Heat Transfer Through Insulating Glass Units Subjected to Climatic Loads

Abstract

One of the structural elements used in the construction of insulating glass units (IGUs) are tight gaps filled with gas, the purpose of which is to improve the thermal properties of glazing in buildings. Natural changes in weather parameters: atmospheric pressure, temperature, and wind influence the gas pressure changes in the gaps and, consequently, the resultant loads and deflections of the component glass panes of a unit. In low temperature conditions and when the atmospheric pressure increases, the component glass panes may have a concave form of deflection, so that the thickness of the gaps in such loaded glazing may be less than its nominal thickness. The paper analyses the effect of reducing this thickness in winter conditions on the design heat loss through insulating glass units.

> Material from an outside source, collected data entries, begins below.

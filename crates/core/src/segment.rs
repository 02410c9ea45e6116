//! Cell segmentation over the classified line stream.
//!
//! Only separator lines create cell boundaries. Blank lines are ordinary
//! content and round-trip through cells untouched.

use crate::classify::{ClassifiedLine, LineKind};

/// An unresolved cell: the classified lines between two separators.
#[derive(Debug, Clone, Default, PartialEq, Eq)]
pub struct RawCell {
    /// Classified lines in source order.
    pub lines: Vec<ClassifiedLine>,
}

impl RawCell {
    /// Number of raw input lines in this cell.
    pub fn len(&self) -> usize {
        self.lines.len()
    }

    /// True when the cell has no lines (two consecutive separators).
    pub fn is_empty(&self) -> bool {
        self.lines.is_empty()
    }

    /// True when the cell consists solely of directive-family lines
    /// (blank content lines are tolerated).
    pub fn is_directive_only(&self) -> bool {
        !self.is_empty()
            && self.lines.iter().all(|line| {
                line.kind.is_directive_family()
                    || (matches!(line.kind, LineKind::Content) && line.is_blank())
            })
    }
}

/// Groups classified lines into ordered cells at separator lines.
///
/// A separator always closes the current cell, so two consecutive separators
/// produce one empty cell. End of input closes the last cell only when it
/// holds at least one line; a trailing separator adds no phantom cell.
/// Header lines are structural and never become cell content.
pub fn segment_cells(lines: Vec<ClassifiedLine>) -> Vec<RawCell> {
    let mut cells = Vec::new();
    let mut current = RawCell::default();
    for line in lines {
        match line.kind {
            LineKind::Header => {}
            LineKind::Separator => {
                cells.push(std::mem::take(&mut current));
            }
            _ => current.lines.push(line),
        }
    }
    if !current.is_empty() {
        cells.push(current);
    }
    cells
}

For this purpose, deflections of glass in sample units were determined and on this basis the thickness of the gaps under operating conditions was estimated. Next, the thermal transmittance and density of heat-flow rate determined for gaps of nominal thickness and of thickness reduced under load were compared. It was shown that taking into account the influence of climatic loads may, under certain conditions, result in an increase in the calculated heat loss through IGUs. This happens when the gaps do not transfer heat by convection, i.e., in a linear range of changes in thermal transmittance. For example, for currently manufactured triple-glazed IGUs in conditions of “mild winter”, the calculated heat losses can increase to 5%, and for double-glazed IGUs with 10–14 mm gaps this ratio is about 4.6%. In other cases—e.g., large thickness of the gaps in a unit, large reduction in outside temperature—convention appears in the gaps. Then reducing the thickness of the gaps does not worsen the thermal insulation of the glazing. This effect should be taken into account when designing IGUs. It was also found that the wind load does not significantly affect the thickness of the gaps.